**Task requirements**: For each line of the data below that includes the string "core", count one, and answer with the sum only.

[[ Material supplied, beginning ]]

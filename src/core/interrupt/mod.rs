// SPDX-License-Identifier: Apache-2.0
// Copyright 2025 beebrx contributors
//
// Licensed under the Apache License, Version 2.0 (the "License");
// you may not use this file except in compliance with the License.
// You may obtain a copy of the License at
//
//     http://www.apache.org/licenses/LICENSE-2.0
//
// Unless required by applicable law or agreed to in writing, software
// distributed under the License is distributed on an "AS IS" BASIS,
// WITHOUT WARRANTIES OR CONDITIONS OF ANY KIND, either express or implied.
// See the License for the specific language governing permissions and
// limitations under the License.

//! Edge-triggered NMI line
//!
//! The 8271 drives the 6502's NMI input directly. Unlike the level-triggered
//! IRQ input, NMI fires on the low-to-high transition only: if the line is
//! raised while an earlier assertion has not been consumed, the second edge
//! is lost. The FDC logs that situation as an error because it means a
//! guest-visible interrupt vanished.
//!
//! # Example
//!
//! ```
//! use beebrx::core::interrupt::NmiLine;
//!
//! let mut nmi = NmiLine::new();
//! nmi.set_level(true);
//!
//! // The CPU consumes the pending edge exactly once
//! assert!(nmi.take_edge());
//! assert!(!nmi.take_edge());
//! ```

/// Edge-triggered NMI line between the FDC and the CPU
///
/// Tracks both the current level (for edge detection) and whether an edge
/// has been generated but not yet consumed by the CPU.
#[derive(Debug, Default)]
pub struct NmiLine {
    /// Current line level
    level: bool,

    /// An asserted edge the CPU has not yet taken
    pending_edge: bool,
}

impl NmiLine {
    /// Create a new NMI line, deasserted with no pending edge
    pub fn new() -> Self {
        Self {
            level: false,
            pending_edge: false,
        }
    }

    /// Drive the line to a level
    ///
    /// A low-to-high transition latches a pending edge. Raising the line
    /// while an edge is still pending loses that edge; the caller is
    /// expected to check [`NmiLine::is_firing`] first and complain.
    pub fn set_level(&mut self, level: bool) {
        if level && !self.level {
            self.pending_edge = true;
            log::trace!("NMI edge latched");
        }
        self.level = level;
    }

    /// Current line level
    pub fn level(&self) -> bool {
        self.level
    }

    /// Whether an edge is latched and waiting for the CPU
    ///
    /// The FDC polls this before raising the line again: an already-pending
    /// edge at that point means an interrupt would be lost.
    pub fn is_firing(&self) -> bool {
        self.pending_edge
    }

    /// Consume the pending edge, if any
    ///
    /// The CPU calls this once per instruction boundary; a `true` return
    /// vectors through the NMI handler.
    pub fn take_edge(&mut self) -> bool {
        let edge = self.pending_edge;
        self.pending_edge = false;
        edge
    }

    /// Drop any pending edge and deassert the line
    pub fn reset(&mut self) {
        self.level = false;
        self.pending_edge = false;
    }
}
// SPDX-License-Identifier: Apache-2.0
// Copyright 2025 beebrx contributors
//
// Licensed under the Apache License, Version 2.0 (the "License");
// you may not use this file except in compliance with the License.
// You may obtain a copy of the License at
//
//     http://www.apache.org/licenses/LICENSE-2.0
//
// Unless required by applicable law or agreed to in writing, software
// distributed under the License is distributed on an "AS IS" BASIS,
// WITHOUT WARRANTIES OR CONDITIONS OF ANY KIND, either express or implied.
// See the License for the specific language governing permissions and
// limitations under the License.

//! 8271 command acceptance, dispatch and seek sequencing
//!
//! A command byte arrives with the drive select bits in its top two bits
//! and the executable command in bits 2-5. The parameter count rule is the
//! one baked into the 8271 ROM: commands with either bit of 0x18 set take
//! `command & 3` parameters, everything else takes five. Parameters land in
//! the register file at descending indices from 7, which is why the
//! parameter registers alias the seek and ID working registers.
//!
//! Seeks step one track at a time on the timer wheel, with bad-track
//! remapping and the track-0 special case (current track pretended to be
//! 255 so stepping continues until the TRK0 line asserts).

use super::super::disc::format::{DATA_MARK_DATA_PATTERN, DELETED_DATA_MARK_DATA_PATTERN};
use super::super::timing::{TimerId, TimerWheel};
use super::{
    mode, reg, result, Command, DriveOut, IndexPulseCallback, IntelFdc, ParamCallback, State,
    Status, TimerState,
};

[[ Material supplied, end ]]

**Task answer**: 2